El mal sabor de boca les duró varios días. Se rumoreaba que doña Manolita era una funcionaria de carrera y que durante la guerra había seguido siendo funcionaria de prisiones al servicio de la República. E incluso se decía que era de ideas republicanas. Desde luego se notaba que no era como la Zapatones. Y unos días más tarde Pilar tuvo constancia directa de que, efectivamente, doña Manolita había sido y era leal a la República. Fue un día en que la llamó y le preguntó:
–¿Usted tiene parientes en México?
–Pues no lo sé. Es posible que sí. Probablemente mi hermana, que salió de España, puede ser que esté en México pero no lo sé seguro, porque no he sabido nada de ella en todo este tiempo.
–Pues le voy a dar una cosa a usted pero tiene que prometerme que no se lo va a enseñar a nadie más que a su madre, porque esto se sale de mi servicio. Usted sabe que el correo está controlado por sor Pilar y me ha llamado la atención que en su mesa hubiese un sobre de avión. Así que lo he cogido cuando he comprobado que iba dirigido a ustedes, a su madre y a usted, y aquí está. ¿Me promete que esto se queda entre usted y yo?, porque yo a usted la tengo por una persona de bien y creo que me va a cumplir.

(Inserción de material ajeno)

pub mod error;
pub mod maps;
pub mod perf;
pub mod ring;
pub mod tracer;

mod drain;

pub use error::Error;
pub use tracer::{Pid, TraceConfig, TraceSession, DEFAULT_AUX_PAGES, DEFAULT_DATA_PAGES};
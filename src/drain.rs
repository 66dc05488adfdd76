//! The background worker that moves trace bytes out of the AUX ring.
//!
//! One drain thread exists per trace session. It maps the ring, releases
//! the controller blocked in `start()`, then sleeps in `poll(2)` until the
//! kernel signals data (or hangs up) or the controller closes its end of
//! the cancellation pipe. Every wake drains first and checks for
//! termination second, so bytes produced ahead of a shutdown are never
//! lost.

use std::fs::File;
use std::os::fd::{AsFd, OwnedFd};
use std::sync::mpsc::Sender;
use std::sync::Arc;

use nix::errno::Errno;
use nix::poll::{poll, PollFd, PollFlags, PollTimeout};
use tracing::{debug, trace};

use crate::error::{Error, Result};
use crate::perf::PtEvent;
use crate::ring::AuxRing;

/// Everything the drain thread owns for the life of the session.
pub(crate) struct DrainTask {
    pub event: Arc<PtEvent>,

    /// Read end of the cancellation pipe. It never carries data; the
    /// controller closing the write end is the sole cancellation trigger,
    /// observed here as a hang-up.
    pub cancel: OwnedFd,

    pub out: Arc<File>,

    pub data_pages: usize,
    pub aux_pages: usize,
}

/// Drain thread body.
///
/// `ready` is the one-shot handshake with `start()`: posted exactly once,
/// on success and on failure alike, so the controller never hangs. `true`
/// means the ring is mapped and the hardware may be enabled.
pub(crate) fn run(task: DrainTask, ready: Sender<bool>) -> Result<()> {
    let ring = match AuxRing::map(&task.event, task.data_pages, task.aux_pages) {
        Ok(ring) => {
            let _ = ready.send(true);
            ring
        }
        Err(err) => {
            let _ = ready.send(false);
            return Err(err);
        }
    };

    let mut wakes = 0usize;
    let res = drain_loop(&task, &ring, &mut wakes);

    debug!(wakes, ok = res.is_ok(), "drain loop exited");

    res
}

fn drain_loop(task: &DrainTask, ring: &AuxRing, wakes: &mut usize) -> Result<()> {
    let mut out = &*task.out;

    loop {
        let mut fds = [
            PollFd::new(task.event.as_fd(), PollFlags::POLLIN | PollFlags::POLLHUP),
            PollFd::new(task.cancel.as_fd(), PollFlags::POLLHUP),
        ];

        match poll(&mut fds, PollTimeout::NONE) {
            Ok(_) => {}
            Err(Errno::EINTR) => continue,
            Err(source) => return Err(Error::Wait { source }),
        }
        *wakes += 1;

        let data = fds[0].revents().unwrap_or(PollFlags::empty());
        let cancel = fds[1].revents().unwrap_or(PollFlags::empty());

        // Drain before acting on termination: bytes produced ahead of a
        // cancellation or hang-up must still reach the output file.
        let moved = ring.drain_into(&mut out)?;
        trace!(moved, "drained aux bytes");

        if cancel.contains(PollFlags::POLLHUP) || data.contains(PollFlags::POLLHUP) {
            return Ok(());
        }
    }
}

En el sobre figuraba el remite de su hermana. Así se enteró de que cuando Angelita se marchó de España pasó a Francia y de ahí a la Unión Soviética y luego a México, según contaba en la carta. Pues bien, una vez instalada en México se había preocupado de escribir a todas las cárceles de España preguntando por su madre y su hermana. Pilar le entregó la carta a su madre y lloraron juntas. En cuanto pudieron le contestaron contándole todos los avatares que habían pasado. Cuando mucho después su hermana volvió a escribirles, entonces ya les dieron la carta. Esta vez fue por medio del conducto oficial. La monja encargada del correo lo juntaba y con otra monja iban al patio y allí gritaban los nombres de las que tenían carta. Por aquel entonces a doña Manolita ya la habían expedientado. Como funcionaria de prisiones al servicio de la República le llegó el expediente de depuración. No supieron qué pasó con ella, simplemente desapareció y nunca la volvieron a ver ni supieron más de ella.
Pero antes de desaparecer, doña Manolita se acercaba de vez en cuando al grupo de Pilar y así supieron que antes de ser enviada a la cárcel de Valencia estuvo destinada en Madrid. Ella misma le contó a Pilar que estaba en la cárcel de las Ventas, en agosto de 1939, cuando se celebró el proceso de lo que se llamó las 13 rosas, aquellas trece chavalas de las Juventudes Socialistas Unificadas que, tras una pamplina de juicio, fueron fusiladas vilmente. Doña Manolita vivió todo el proceso y le contó a Pilar cómo la víspera de la ejecución las chicas fueron a la peluquería de la cárcel y pidieron a sus familias que les trajeran la mejor ropa que tenían porque querían estar bien arregladas.